Bengisu MENENTOĞLU, Selen Duygu ARIK, Salih GÜLER, Deniz TUĞCU, Zeynep KARAKAS, Nuray Aktay AYAZ

The Turkish Journal of Pediatrics - 2026;68(3):539-546

Division of Pediatric Rheumatology, Department of Pediatrics, Faculty of Medicine, İstanbul University, İstanbul, Türkiye

 

Background. Autoimmune manifestations are increasingly recognized as late complications following hematopoietic stem cell transplantation (HSCT), particularly in association with chronic graft-versus-host disease (cGvHD). However, the occurrence of systemic lupus erythematosus (SLE)-like features remains extremely rare, especially in pediatric patients. Understanding the mechanisms underlying such manifestations, including the role of mixed chimerism, is important for early recognition and management. Case Presentation. We report the case of a girl with thalassemia major who underwent HSCT from a fully matched unrelated donor at the age of six years. Her early post-transplant course was complicated by gastrointestinal cGvHD, followed by autoimmune hemolytic anemia and arthritis, which responded to corticosteroids and methotrexate. Four years post-HSCT, she developed a lupus-like syndrome characterized by malar rash, serositis, cytopenias, arthritis, high-titer antinuclear antibodies (ANA), elevated anti-double-stranded DNA (anti-dsDNA) antibodies, and low complement levels, fulfilling the American College of Rheumatology classification criteria for SLE. At the time of symptom onset, mixed chimerism was documented, with a notable proportion of recipient-derived lymphocytes. Treatment with mycophenolate mofetil and hydroxychloroquine led to rapid clinical and laboratory improvement.
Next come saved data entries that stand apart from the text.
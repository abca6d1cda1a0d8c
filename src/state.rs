//! Character state components.
//!
//! The [`WallJumpState`] component is the single owner of the controller's
//! contact and charge state. Marker components are synced from it every frame
//! so downstream systems can use them in query filters.

use bevy::prelude::*;

/// Which of the two canonical walls the character is currently attached to
/// (or was last attached to, while airborne).
///
/// Every resolved jump toggles the side exactly once.
#[derive(Reflect, Debug, Clone, Copy, PartialEq, Eq, Default)]
pub enum WallSide {
    /// Attached to the left wall, launching rightward.
    #[default]
    Left,
    /// Attached to the right wall, launching leftward.
    Right,
}

impl WallSide {
    /// The side jumped to from this one.
    pub fn opposite(self) -> Self {
        match self {
            WallSide::Left => WallSide::Right,
            WallSide::Right => WallSide::Left,
        }
    }

    /// Direction the wall probe is cast in while on this side.
    pub fn probe_direction(self) -> Vec2 {
        match self {
            WallSide::Left => Vec2::NEG_X,
            WallSide::Right => Vec2::X,
        }
    }

    /// Launch direction for a jump taken from this side (unit-per-axis, scaled
    /// by the applied force; the character always leaves up and away).
    pub fn launch_direction(self) -> Vec2 {
        match self {
            WallSide::Left => Vec2::new(1.0, 1.0),
            WallSide::Right => Vec2::new(-1.0, 1.0),
        }
    }

    /// Target angle (degrees) the character turns toward after landing on this
    /// side. The right-wall orientation is a 180-degree flip expressed as a
    /// rotation rather than a scale mirror.
    pub fn facing_angle(self) -> f32 {
        match self {
            WallSide::Left => 0.0,
            WallSide::Right => -180.0,
        }
    }
}

/// Core wall jump state component.
///
/// Created once when the character spawns and owned by it for its lifetime.
/// Two detection paths write here: the continuous probe (authoritative for
/// initial stick-on and position snap) and the discrete contact events
/// (authoritative for exit). See the systems module for the merge rule.
#[derive(Component, Reflect, Debug, Clone)]
#[reflect(Component)]
pub struct WallJumpState {
    /// Side the character is currently (or was last) attached to.
    pub wall_side: WallSide,
    /// Whether the character is in contact with a wall.
    pub touching_wall: bool,
    /// Whether the character is sliding down the wall. Implies contact;
    /// cleared on jump and on contact end.
    pub sliding: bool,
    /// Seconds the jump input has been continuously held since the last reset.
    pub hold_time: f32,
}

impl Default for WallJumpState {
    fn default() -> Self {
        Self {
            wall_side: WallSide::Left,
            touching_wall: false,
            sliding: false,
            hold_time: 0.0,
        }
    }
}

impl WallJumpState {
    /// Create the initial state (airborne, facing the left wall).
    pub fn new() -> Self {
        Self::default()
    }

    /// Mark the character as stuck to the wall and sliding.
    pub(crate) fn attach(&mut self) {
        self.touching_wall = true;
        self.sliding = true;
    }

    /// Clear contact state after a discrete separation notification.
    pub(crate) fn detach(&mut self) {
        self.touching_wall = false;
        self.sliding = false;
    }
}

/// Marker component indicating the character is sliding down a wall.
///
/// Synced automatically from [`WallJumpState::sliding`].
#[derive(Component, Reflect, Debug, Clone, Copy, Default)]
#[reflect(Component)]
pub struct Sliding;

/// Marker component indicating the character has no wall contact.
///
/// Synced automatically from [`WallJumpState::touching_wall`].
#[derive(Component, Reflect, Debug, Clone, Copy, Default)]
#[reflect(Component)]
pub struct Airborne;

#[cfg(test)]
mod tests {
    use super::*;

    #[test]
    fn starts_on_left_wall() {
        let state = WallJumpState::new();
        assert_eq!(state.wall_side, WallSide::Left);
        assert!(!state.touching_wall);
        assert!(!state.sliding);
        assert_eq!(state.hold_time, 0.0);
    }

    #[test]
    fn side_toggles_both_ways() {
        assert_eq!(WallSide::Left.opposite(), WallSide::Right);
        assert_eq!(WallSide::Right.opposite(), WallSide::Left);
    }

    #[test]
    fn probe_points_at_current_side() {
        assert_eq!(WallSide::Left.probe_direction(), Vec2::NEG_X);
        assert_eq!(WallSide::Right.probe_direction(), Vec2::X);
    }

    #[test]
    fn launch_is_up_and_away() {
        assert_eq!(WallSide::Left.launch_direction(), Vec2::new(1.0, 1.0));
        assert_eq!(WallSide::Right.launch_direction(), Vec2::new(-1.0, 1.0));
    }

    #[test]
    fn facing_angles() {
        assert_eq!(WallSide::Left.facing_angle(), 0.0);
        assert_eq!(WallSide::Right.facing_angle(), -180.0);
    }

    #[test]
    fn attach_and_detach() {
        let mut state = WallJumpState::new();

        state.attach();
        assert!(state.touching_wall);
        assert!(state.sliding);

        state.detach();
        assert!(!state.touching_wall);
        assert!(!state.sliding);
    }
}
Conclusion. This case illustrates the evolving nature of post-transplant immune dysregulation and suggests that declining donor chimerism may contribute to the reactivation of autoreactive lymphocytes, leading to atypical autoimmune manifestations. In pediatric patients presenting with unusual post-transplant symptoms, careful clinical assessment and immune monitoring may aid in timely diagnosis. Individualized immunosuppressive therapy can facilitate symptom control and support favorable long-term outcomes.